It’s been a great 16 years in which we enjoyed the soothing sounds of our favourite tunes, with the help of one of the best known and loved media players of all times: Winamp. Following the announcement from AOL, worldwide users have been searching for a Winamp alternative that will suit their needs. Luckily, there are lots of other media players out there that would be more than happy to pick up where Winamp left off, so let’s take a quick look at some of them.
But before that, we should take a quick trip down memory lane: the first version of Winamp was released on the 21st of April 1997 by Justin Frankel and Dmitry Boldyrev of Nullsoft, which was later taken over by AOL. The player increased in popularity with the following updates, and many third party developers started creating plug-ins and skins to increase the player’s customization features. However, after the release of the next versions, Winamp’s popularity has decreased more and more. Now, it’s time to bid goodbye to our beloved player and look towards the future and towards other media players.

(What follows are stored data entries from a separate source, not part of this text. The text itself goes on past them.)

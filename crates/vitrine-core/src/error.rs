use thiserror::Error;

/// Failures while loading configuration or the catalog file.
#[derive(Debug, Error)]
pub enum ConfigError {
    #[error("invalid value for env var {var}: {reason}")]
    InvalidEnvVar { var: String, reason: String },

    #[error("failed to read catalog file {path}: {source}")]
    CatalogFileIo {
        path: String,
        #[source]
        source: std::io::Error,
    },

    #[error("failed to parse catalog file: {0}")]
    CatalogFileParse(#[source] serde_yaml::Error),

    #[error("catalog validation error: {0}")]
    Validation(String),
}

/// Parse failures for the string forms of domain enums.
#[derive(Debug, Clone, PartialEq, Eq, Error)]
pub enum CoreError {
    #[error("unknown platform: {0}")]
    UnknownPlatform(String),

    #[error("unknown sort key: {0}")]
    UnknownSortKey(String),
}

/// A rule violation reported by a state-changing operation. The rejected
/// operation leaves all state untouched.
#[derive(Debug, Clone, PartialEq, Eq, Error)]
pub enum ValidationError {
    #[error("an adjustment reason is required")]
    EmptyReason,

    #[error("adjustment delta must be non-zero")]
    ZeroDelta,

    #[error("stock item {item_id} has {current} units; applying {delta} would go negative")]
    NegativeQuantity {
        item_id: String,
        current: u32,
        delta: i64,
    },

    #[error("stock item {item_id} cannot hold {current} + {delta} units")]
    QuantityOverflow {
        item_id: String,
        current: u32,
        delta: i64,
    },

    #[error("unknown stock item: {0}")]
    UnknownStockItem(String),

    #[error("unknown product: {0}")]
    UnknownProduct(String),

    #[error("cart quantity must be at least 1, got {0}")]
    InvalidQuantity(u32),
}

Which media player should take Winamp’s place?
As we’ve mentioned, there are lots of other players out there that offer similar features as Winamp, but at the same time, providing these features for free, as well as consuming much less resources. Also, if you’re not yet prepared to move to another media player, be sure to run over to the Winamp website and grab the final version before the 20th of December.
Linux users should be very familiar with this name, as this music player made its début as a Linux only program and it received a very warm welcome from the community. The developers have since created Windows and Mac versions that users can download for free and use as a decent Winamp alternative. Like many other Linux programs, Amarok is rock solid, performing flawlessly, and at the same time, putting no strain on your computer’s resources. The user interface is somewhat cluttered with lots of information such as lyrics or Wikipedia articles, but it is still easy to use.
MusicBee has earned its user-base thanks to the cool options it provides. First of all, this Winamp alternative is free to download, and it provides lots of features for organizing your music collection the way you see fit. It allows users to add custom tags or to download information for their music from credible sources, such as Last.fm. Syncing music to mobile devices is also supported, and as a music player, it is very capable, as it is able to read multiple formats. In terms of resource consumption, MusicBee is very friendly with your computer.
If you’re not big on looks, but more interested in how a program performs, then for your Winamp alternative, you should definitely consider Foobar2000. It has a old-school, minimalistic look, but at the same time, it provides most of the features that you’ll need. Users of Foobar2000 love it because it is lightweight, works great and it doesn’t strain their computers at all. Other features include duplicate finder, playlist organizer and file information. Foobar2000 is also highly customizable, allowing users to install third party plug-ins as they wish.
iTunes is one of the best known media players out there, especially with Apple fans. However, it’s not just for the fanboys, as it fares pretty good with music organizing and playing. It allows users to create and manage playlists and play pretty much any song they want. The software is free to download from the Apple website, and like most of Apple’s products and services, it is very easy to use. But be warned, iTunes has become bloated in recent years.
Although this Winamp alternative doesn’t have the most remarkable name, it certainly deserves the attention of the users, as it proves to be a quite capable audio player. The interface is simple enough to be used with no hustle, while strain on your computer is close to none. This lightweight program has provides a much needed service for those who need to replace Winamp, and that is a quality, good looking and flawless working music player.
If you’ve used Winamp until now for streaming and organizing your music collection, then migrating to MediaMonkey would be a great choice. Not only does it support streaming to DLNA compatible devices, it offers users the possibility to organize their music very efficiently. MediaMonkey also does for Android (and any other device for that matter) what iTunes does for iPhones, so you can organize all your players, regardless of their manufacturer or OS.
And then there is the good old Windows Media Player. Though it’s less than ordinary as a standalone music player, addition of plugins like DFX can make it usable.